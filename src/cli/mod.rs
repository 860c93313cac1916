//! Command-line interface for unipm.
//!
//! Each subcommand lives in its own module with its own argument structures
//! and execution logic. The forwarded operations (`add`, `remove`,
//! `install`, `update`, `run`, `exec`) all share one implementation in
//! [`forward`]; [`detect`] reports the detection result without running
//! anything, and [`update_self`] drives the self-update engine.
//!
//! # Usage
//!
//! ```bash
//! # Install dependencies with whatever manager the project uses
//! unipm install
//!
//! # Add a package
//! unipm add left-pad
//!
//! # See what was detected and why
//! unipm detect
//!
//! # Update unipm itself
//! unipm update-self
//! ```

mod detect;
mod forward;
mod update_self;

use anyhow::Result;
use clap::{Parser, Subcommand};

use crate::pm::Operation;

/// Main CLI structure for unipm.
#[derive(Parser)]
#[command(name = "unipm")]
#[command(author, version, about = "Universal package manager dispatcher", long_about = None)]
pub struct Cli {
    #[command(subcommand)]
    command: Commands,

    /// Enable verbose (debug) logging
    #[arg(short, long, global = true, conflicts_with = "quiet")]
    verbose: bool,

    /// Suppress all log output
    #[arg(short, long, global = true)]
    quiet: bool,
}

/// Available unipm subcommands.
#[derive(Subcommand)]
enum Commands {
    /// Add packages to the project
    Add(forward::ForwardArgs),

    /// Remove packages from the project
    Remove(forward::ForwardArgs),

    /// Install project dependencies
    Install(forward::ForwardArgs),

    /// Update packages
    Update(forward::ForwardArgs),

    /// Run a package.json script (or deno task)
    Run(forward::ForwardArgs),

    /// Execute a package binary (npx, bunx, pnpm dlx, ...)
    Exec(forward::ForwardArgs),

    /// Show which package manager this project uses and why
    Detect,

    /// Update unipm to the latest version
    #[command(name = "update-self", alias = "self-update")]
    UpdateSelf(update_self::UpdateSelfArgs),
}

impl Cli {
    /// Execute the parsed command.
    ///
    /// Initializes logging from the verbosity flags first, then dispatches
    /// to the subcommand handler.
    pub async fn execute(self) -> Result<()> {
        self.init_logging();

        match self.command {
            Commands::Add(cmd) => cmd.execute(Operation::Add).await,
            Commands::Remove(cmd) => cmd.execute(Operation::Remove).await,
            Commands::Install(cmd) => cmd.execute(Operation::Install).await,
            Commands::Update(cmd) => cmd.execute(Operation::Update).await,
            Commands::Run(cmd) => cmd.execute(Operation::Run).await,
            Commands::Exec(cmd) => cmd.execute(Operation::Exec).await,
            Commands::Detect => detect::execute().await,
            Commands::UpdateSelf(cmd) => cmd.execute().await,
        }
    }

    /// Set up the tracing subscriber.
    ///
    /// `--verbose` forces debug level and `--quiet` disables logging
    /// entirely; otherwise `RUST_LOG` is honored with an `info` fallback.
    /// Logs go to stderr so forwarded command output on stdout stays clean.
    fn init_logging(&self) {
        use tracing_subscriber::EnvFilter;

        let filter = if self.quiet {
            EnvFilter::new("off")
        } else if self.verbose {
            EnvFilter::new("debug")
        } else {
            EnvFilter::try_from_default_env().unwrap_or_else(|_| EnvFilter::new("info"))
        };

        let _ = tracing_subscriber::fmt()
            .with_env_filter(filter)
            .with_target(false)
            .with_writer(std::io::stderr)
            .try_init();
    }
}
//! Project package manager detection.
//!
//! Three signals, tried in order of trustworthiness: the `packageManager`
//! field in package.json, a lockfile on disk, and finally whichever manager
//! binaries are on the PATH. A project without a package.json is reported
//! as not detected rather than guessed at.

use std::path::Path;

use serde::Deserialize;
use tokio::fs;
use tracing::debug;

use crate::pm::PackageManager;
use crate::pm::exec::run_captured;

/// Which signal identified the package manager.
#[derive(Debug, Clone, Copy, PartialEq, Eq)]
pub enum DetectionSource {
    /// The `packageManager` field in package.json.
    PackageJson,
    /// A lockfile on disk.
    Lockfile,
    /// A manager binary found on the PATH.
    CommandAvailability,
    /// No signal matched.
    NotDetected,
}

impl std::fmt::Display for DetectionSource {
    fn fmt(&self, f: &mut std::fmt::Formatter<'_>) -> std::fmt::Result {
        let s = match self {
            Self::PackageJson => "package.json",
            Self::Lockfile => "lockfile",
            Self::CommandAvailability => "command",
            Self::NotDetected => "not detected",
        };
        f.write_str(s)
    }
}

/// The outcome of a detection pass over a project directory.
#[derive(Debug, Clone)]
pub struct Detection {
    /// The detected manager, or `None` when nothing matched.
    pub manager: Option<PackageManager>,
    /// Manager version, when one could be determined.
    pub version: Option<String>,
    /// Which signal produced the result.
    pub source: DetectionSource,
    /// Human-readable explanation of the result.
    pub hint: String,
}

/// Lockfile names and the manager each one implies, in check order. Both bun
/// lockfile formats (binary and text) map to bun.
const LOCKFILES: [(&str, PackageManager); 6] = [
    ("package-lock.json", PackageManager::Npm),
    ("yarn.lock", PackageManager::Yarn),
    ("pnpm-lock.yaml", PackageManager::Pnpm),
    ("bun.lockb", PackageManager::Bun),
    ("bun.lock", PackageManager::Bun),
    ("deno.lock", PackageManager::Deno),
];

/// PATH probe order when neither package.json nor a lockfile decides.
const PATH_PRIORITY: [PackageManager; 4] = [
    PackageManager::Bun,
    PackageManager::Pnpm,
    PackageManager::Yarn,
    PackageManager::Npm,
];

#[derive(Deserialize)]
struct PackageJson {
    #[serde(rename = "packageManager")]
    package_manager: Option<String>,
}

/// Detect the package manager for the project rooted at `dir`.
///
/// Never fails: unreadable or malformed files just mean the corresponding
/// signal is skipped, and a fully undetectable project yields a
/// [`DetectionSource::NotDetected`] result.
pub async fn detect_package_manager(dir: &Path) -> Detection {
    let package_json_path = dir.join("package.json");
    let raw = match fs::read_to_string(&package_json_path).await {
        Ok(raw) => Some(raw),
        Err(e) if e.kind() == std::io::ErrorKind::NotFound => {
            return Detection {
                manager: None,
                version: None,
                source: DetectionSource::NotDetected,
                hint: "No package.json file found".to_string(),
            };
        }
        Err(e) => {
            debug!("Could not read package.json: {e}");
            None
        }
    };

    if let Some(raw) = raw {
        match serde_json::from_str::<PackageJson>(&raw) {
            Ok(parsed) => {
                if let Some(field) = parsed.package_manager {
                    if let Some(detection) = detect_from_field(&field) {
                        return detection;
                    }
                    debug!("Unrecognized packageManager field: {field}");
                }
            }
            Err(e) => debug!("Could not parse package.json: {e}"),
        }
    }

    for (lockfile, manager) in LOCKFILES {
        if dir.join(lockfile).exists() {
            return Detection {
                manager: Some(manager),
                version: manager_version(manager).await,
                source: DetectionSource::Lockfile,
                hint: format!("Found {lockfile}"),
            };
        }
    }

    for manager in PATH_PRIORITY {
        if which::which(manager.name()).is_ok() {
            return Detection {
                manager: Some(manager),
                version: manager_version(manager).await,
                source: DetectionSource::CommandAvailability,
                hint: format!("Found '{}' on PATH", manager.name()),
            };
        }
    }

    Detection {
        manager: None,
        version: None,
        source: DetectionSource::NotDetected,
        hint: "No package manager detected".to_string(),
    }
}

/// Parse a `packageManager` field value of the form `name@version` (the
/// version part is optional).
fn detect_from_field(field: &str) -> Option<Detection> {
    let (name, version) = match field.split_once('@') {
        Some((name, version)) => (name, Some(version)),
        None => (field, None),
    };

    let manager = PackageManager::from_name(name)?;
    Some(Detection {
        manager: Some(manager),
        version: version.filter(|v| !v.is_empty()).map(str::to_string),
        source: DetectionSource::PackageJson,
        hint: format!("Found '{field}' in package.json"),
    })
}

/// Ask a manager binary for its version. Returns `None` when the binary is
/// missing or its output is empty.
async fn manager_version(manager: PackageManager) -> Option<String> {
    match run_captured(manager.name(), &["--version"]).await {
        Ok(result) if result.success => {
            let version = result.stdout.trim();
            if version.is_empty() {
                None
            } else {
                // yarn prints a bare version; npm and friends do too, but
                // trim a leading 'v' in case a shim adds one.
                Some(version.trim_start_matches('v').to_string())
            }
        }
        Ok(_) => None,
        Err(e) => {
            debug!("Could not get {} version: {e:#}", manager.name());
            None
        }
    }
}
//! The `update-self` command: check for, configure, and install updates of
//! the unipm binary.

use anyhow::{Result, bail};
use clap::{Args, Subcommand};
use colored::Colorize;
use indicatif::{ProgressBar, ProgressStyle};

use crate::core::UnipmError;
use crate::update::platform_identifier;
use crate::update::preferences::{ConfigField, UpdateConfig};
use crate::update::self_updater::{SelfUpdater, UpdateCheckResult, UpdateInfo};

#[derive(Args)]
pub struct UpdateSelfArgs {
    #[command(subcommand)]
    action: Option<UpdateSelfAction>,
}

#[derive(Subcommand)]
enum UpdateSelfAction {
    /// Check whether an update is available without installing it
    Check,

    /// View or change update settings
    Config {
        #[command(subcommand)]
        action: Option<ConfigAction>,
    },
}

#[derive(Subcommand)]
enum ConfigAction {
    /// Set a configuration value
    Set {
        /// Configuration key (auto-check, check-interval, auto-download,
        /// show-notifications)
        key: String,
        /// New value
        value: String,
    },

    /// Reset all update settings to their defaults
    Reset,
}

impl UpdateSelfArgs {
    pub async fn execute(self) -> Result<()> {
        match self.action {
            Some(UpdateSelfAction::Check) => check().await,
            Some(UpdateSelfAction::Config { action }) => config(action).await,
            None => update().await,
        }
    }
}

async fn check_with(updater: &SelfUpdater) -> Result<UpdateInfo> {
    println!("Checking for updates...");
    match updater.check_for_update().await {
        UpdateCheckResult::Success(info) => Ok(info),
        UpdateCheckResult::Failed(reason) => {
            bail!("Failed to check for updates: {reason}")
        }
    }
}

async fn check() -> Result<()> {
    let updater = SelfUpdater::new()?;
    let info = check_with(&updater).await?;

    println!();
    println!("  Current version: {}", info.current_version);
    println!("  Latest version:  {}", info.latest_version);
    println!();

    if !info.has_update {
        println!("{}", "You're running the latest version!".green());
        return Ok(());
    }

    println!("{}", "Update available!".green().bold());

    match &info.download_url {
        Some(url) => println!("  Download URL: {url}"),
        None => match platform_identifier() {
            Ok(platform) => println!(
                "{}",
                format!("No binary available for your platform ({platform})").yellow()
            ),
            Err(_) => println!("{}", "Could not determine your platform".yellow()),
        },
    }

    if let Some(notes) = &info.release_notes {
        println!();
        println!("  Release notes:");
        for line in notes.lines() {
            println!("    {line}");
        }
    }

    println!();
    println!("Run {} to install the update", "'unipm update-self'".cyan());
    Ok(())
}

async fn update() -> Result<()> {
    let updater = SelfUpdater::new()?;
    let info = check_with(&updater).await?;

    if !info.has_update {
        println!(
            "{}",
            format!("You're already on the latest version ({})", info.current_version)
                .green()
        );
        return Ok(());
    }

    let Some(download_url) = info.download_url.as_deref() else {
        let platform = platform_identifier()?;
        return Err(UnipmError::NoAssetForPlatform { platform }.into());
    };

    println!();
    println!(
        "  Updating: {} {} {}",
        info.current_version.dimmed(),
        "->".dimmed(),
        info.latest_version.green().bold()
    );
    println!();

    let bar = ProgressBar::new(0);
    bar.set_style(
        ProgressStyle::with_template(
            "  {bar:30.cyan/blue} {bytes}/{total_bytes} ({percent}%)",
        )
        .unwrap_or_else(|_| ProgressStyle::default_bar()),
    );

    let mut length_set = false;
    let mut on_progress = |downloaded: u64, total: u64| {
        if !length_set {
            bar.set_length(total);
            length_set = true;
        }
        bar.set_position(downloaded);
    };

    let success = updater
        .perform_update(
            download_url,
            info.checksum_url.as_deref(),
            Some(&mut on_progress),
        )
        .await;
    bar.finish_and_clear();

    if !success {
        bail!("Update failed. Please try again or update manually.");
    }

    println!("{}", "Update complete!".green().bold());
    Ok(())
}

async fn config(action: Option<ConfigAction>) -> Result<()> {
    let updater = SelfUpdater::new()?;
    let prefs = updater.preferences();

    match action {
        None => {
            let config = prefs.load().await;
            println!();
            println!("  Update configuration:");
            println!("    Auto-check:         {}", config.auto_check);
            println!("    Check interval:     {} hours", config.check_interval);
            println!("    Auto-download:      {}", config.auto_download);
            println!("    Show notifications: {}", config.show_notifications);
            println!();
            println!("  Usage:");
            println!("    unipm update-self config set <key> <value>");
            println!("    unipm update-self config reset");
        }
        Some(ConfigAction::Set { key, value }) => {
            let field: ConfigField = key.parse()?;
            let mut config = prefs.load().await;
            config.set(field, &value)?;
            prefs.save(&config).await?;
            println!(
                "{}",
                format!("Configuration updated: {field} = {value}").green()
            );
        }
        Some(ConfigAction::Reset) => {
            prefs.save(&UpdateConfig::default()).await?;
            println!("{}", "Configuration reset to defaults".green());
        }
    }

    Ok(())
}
--
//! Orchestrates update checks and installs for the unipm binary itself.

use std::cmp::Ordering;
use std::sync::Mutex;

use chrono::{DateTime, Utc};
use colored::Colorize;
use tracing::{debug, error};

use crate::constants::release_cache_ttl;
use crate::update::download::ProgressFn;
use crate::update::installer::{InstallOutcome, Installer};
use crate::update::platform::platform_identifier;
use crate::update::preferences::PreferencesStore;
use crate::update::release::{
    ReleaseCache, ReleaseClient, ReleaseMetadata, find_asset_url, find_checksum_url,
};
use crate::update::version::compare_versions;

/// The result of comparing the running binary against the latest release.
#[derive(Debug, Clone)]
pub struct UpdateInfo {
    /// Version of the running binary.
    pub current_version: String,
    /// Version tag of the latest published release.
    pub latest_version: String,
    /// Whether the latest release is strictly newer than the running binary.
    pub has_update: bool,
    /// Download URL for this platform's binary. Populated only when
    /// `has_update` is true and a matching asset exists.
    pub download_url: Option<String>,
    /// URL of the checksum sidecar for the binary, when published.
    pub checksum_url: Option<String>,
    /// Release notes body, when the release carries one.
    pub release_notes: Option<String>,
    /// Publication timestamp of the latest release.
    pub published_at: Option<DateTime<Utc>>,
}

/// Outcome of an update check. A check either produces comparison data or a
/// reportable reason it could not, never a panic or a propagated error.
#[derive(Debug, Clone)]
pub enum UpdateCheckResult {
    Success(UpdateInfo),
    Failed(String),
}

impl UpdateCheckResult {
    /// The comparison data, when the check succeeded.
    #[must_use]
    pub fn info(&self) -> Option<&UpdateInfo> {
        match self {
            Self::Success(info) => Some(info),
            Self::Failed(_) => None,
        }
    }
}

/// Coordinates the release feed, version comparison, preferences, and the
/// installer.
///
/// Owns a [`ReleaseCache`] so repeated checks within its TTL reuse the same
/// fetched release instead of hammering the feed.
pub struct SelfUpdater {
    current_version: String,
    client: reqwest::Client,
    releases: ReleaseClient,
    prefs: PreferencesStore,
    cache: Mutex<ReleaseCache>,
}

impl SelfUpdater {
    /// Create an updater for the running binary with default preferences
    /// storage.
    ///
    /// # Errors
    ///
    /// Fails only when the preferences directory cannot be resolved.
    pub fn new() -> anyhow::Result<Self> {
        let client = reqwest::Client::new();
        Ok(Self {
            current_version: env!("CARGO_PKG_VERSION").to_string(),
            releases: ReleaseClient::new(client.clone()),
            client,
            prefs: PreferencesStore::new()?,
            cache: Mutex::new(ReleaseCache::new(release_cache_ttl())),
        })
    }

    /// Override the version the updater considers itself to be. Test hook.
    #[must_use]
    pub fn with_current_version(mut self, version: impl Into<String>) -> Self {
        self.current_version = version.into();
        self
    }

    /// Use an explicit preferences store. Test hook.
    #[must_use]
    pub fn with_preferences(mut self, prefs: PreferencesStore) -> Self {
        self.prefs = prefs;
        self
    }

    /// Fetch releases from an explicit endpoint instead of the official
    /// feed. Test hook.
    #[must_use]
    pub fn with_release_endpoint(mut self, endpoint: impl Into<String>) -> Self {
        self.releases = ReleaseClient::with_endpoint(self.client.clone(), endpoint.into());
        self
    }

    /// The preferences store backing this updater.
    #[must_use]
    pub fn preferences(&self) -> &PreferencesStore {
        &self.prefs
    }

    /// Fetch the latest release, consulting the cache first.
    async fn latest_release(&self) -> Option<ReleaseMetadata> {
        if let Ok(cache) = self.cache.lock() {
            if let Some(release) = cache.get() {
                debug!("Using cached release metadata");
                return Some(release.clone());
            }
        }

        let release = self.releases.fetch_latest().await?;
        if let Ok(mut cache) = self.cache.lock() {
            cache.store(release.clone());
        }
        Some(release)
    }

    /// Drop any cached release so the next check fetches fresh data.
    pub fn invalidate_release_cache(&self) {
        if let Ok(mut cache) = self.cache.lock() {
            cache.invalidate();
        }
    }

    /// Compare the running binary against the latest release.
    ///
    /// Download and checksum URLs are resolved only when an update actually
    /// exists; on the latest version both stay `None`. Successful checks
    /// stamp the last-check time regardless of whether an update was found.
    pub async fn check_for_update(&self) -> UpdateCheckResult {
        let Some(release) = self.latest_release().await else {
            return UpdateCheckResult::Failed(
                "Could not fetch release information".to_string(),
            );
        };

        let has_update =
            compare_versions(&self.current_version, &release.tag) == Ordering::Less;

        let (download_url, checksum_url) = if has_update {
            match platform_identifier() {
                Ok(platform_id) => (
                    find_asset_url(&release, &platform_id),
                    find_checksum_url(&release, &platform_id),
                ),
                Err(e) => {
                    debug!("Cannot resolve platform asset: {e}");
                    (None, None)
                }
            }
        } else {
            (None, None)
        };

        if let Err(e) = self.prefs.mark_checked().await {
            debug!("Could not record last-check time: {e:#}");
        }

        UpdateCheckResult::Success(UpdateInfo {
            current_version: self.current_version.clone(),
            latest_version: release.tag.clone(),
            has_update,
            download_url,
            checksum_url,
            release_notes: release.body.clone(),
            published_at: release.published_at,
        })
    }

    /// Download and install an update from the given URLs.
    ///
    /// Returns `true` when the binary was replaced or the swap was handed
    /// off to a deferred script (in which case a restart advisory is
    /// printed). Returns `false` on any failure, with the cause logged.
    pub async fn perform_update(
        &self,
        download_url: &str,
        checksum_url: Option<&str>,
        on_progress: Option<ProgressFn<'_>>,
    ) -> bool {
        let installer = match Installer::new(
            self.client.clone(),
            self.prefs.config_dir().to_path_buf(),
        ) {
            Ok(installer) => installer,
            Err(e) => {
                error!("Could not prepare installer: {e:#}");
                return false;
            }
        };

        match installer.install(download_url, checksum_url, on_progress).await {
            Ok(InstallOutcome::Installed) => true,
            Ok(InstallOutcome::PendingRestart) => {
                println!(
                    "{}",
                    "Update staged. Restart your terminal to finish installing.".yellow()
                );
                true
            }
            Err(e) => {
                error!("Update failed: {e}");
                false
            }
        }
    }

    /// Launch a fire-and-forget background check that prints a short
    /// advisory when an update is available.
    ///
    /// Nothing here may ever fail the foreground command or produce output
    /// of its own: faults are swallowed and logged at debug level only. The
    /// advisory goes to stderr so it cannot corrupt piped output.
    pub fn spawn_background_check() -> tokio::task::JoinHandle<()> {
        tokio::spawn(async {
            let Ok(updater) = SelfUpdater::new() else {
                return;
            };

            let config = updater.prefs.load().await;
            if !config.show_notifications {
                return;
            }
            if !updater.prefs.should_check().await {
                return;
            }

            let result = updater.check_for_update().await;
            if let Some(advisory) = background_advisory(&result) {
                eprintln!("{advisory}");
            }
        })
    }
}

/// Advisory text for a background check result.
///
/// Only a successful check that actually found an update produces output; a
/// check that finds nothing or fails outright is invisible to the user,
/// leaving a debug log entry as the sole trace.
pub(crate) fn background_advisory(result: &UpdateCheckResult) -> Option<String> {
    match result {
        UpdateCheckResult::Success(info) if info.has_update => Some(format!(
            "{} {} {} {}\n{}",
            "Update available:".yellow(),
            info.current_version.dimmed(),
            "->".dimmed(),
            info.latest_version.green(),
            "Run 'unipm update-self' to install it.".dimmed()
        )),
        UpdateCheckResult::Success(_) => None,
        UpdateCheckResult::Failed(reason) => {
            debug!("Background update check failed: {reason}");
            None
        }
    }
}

The problem:
Considering only the material above, set down every line from the one with "part is optional)." to the one with "let manager = PackageManager::from_name(name)?;", inclusive, exactly as written.

Task response:
/// version part is optional).
fn detect_from_field(field: &str) -> Option<Detection> {
    let (name, version) = match field.split_once('@') {
        Some((name, version)) => (name, Some(version)),
        None => (field, None),
    };

    let manager = PackageManager::from_name(name)?;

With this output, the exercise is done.